In this study we have used intracellular recordings of Ascaris muscle cells to look at the direct effect of various compounds and to provide a more complete picture of the pharmacology of the cholinoceptor in this preparation. We highlight some important differences between mammalian, insect and Ascaris nicotinic receptors.

Ascaris suum were obtained from a local abattoir on a weekly basis. They were transported to the laboratory in a flask containing artificial perienteric fluid (APF) the composition of which was (in mmol 1⁻¹) NaCl, 67; sodium acetate, 67; KC1, 3; MgCl₂, 15.7; CaCl₂, 3; Tris base, 5; adjusted to pH 7.6 with glacial acetic acid. In the laboratory they were maintained in APF with 3 mmol 1⁻¹ glucose at 37°C in a water bath. The worms remained healthy for up to 1 week, as indicated by their appearance and the resting membrane potentials (–30 mV) and input conductances (2–3μS) of the somatic muscle cells.

An anterior section (approximately 1 cm) of the worm was excised and slit along one lateral line. The section was pinned out, cuticle side down, in a Perspen perfusion chamber (volume 2 ml). The intestine was carefully removed using fine forceps, revealing the muscle bag cells underneath. The preparation was continuously perfused with APF at 10 ml min⁻¹. The temperature in the bath was 32–33°C. The muscle bag cells (diameter 50–200 pu) were impaled with two glass microelectrodes (10–30 MΩ), filled with 4 mol 1⁻¹ potassium acetate and 10 mmol 1⁻¹ KC1 and connected to the headstage of an Axoclamp 2A (Axon Instruments) by Ag/AgCl wire. The reference electrode was a 3 mol 1⁻¹ KCl/agar bridge. Membrane potential was routinely monitored with the Axoclamp in bridge mode and current pulses (10–40 nA, 500ms pulse width, 0.1 Hz) were passed through the second microelectrode using a Grass stimulator and Grass stimulus isolation unit.
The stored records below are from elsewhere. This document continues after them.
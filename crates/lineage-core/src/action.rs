//! Filter-action descriptors carried on history edges.

use std::collections::BTreeMap;
use std::fmt;

use serde::{Deserialize, Serialize};

/// How faithfully an action can be replayed.
#[derive(Debug, Clone, Copy, PartialEq, Eq, Hash, Default, Serialize, Deserialize)]
#[serde(rename_all = "kebab-case")]
pub enum FilterCategory {
    /// Fully described by identifier, version and parameters.
    #[default]
    Reproducible,
    /// Replayable only with extra data not stored in the history.
    Complex,
    /// Recorded for documentation; cannot be replayed.
    DocumentedOnly,
}

/// One step of an edit: which filter ran, which version, with what settings.
#[derive(Debug, Clone, PartialEq, Default, Serialize, Deserialize)]
pub struct FilterAction {
    pub identifier: String,
    pub version: u32,
    #[serde(default)]
    pub category: FilterCategory,
    /// The user deliberately forked a new version here instead of
    /// continuing to edit the current one.
    #[serde(default)]
    pub explicit_branch: bool,
    #[serde(default, skip_serializing_if = "Option::is_none")]
    pub description: Option<String>,
    #[serde(default, skip_serializing_if = "BTreeMap::is_empty")]
    pub params: BTreeMap<String, serde_json::Value>,
}

impl FilterAction {
    #[must_use]
    pub fn new(identifier: impl Into<String>, version: u32) -> Self {
        Self {
            identifier: identifier.into(),
            version,
            ..Self::default()
        }
    }

    #[must_use]
    pub const fn with_category(mut self, category: FilterCategory) -> Self {
        self.category = category;
        self
    }

    #[must_use]
    pub const fn branching(mut self) -> Self {
        self.explicit_branch = true;
        self
    }

    #[must_use]
    pub fn with_param(mut self, name: impl Into<String>, value: impl Into<serde_json::Value>) -> Self {
        self.params.insert(name.into(), value.into());
        self
    }
}

impl fmt::Display for FilterAction {
    fn fmt(&self, f: &mut fmt::Formatter<'_>) -> fmt::Result {
        write!(f, "{}@{}", self.identifier, self.version)
    }
}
The true current being passed through the current electrode was constantly monitored and permanent records of both the current stimulus and the muscle cell membrane potential were obtained on a Gould two-channel chart recorder. Membrane potential was monitored on a Gould digital storage oscilloscope. Smaller cells near the nerve cord were chosen for voltage-clamp experiments (approx, diameter 50μm). These experiments were performed with the Axoclamp in two-electrode voltage-clamp mode.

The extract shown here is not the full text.